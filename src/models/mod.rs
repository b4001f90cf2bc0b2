// src/models/mod.rs

//! Domain models for the client core.
//!
//! Raw catalog records, backend entities, and the view models the services
//! build from them.

mod activity;
mod book;
mod catalog;
mod config;
mod shelf;
mod user;

// Re-export all public types
pub use activity::{time_ago, ActivityAction, ActivityEvent, EnrichedActivity, Rating};
pub use book::{BookSummary, SimilarBookCandidate, NO_DESCRIPTION, UNKNOWN_AUTHOR, UNKNOWN_TITLE};
pub use catalog::{
    AuthorRecord, AuthorRole, Description, KeyRef, SearchDoc, SearchResponse, WorkRecord,
};
pub use config::{
    BackendConfig, CatalogConfig, Config, CoverSize, EnrichmentConfig, SyncConfig,
};
pub use shelf::{ShelfAction, ShelfStatus};
pub use user::{SessionUser, UserProfile, UNKNOWN_USER, UNKNOWN_USERNAME};

/// Response of the favorites toggle endpoint.
#[derive(Debug, Clone, Default, serde::Serialize, serde::Deserialize)]
pub struct FavoritesResponse {
    /// The user's favorite book keys after the toggle
    #[serde(default)]
    pub favorites: Vec<String>,
}

/// Response of the shelf status endpoint.
#[derive(Debug, Clone, Default, serde::Serialize, serde::Deserialize)]
pub struct ShelfResponse {
    /// Stored status; `null` when the book was taken off the shelf
    #[serde(default)]
    pub status: Option<ShelfStatus>,
}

------------------------

Your objective: What is needed is every line from the data above that includes the string "activity", copied out.

Output of the exercise:
mod activity;
pub use activity::{time_ago, ActivityAction, ActivityEvent, EnrichedActivity, Rating};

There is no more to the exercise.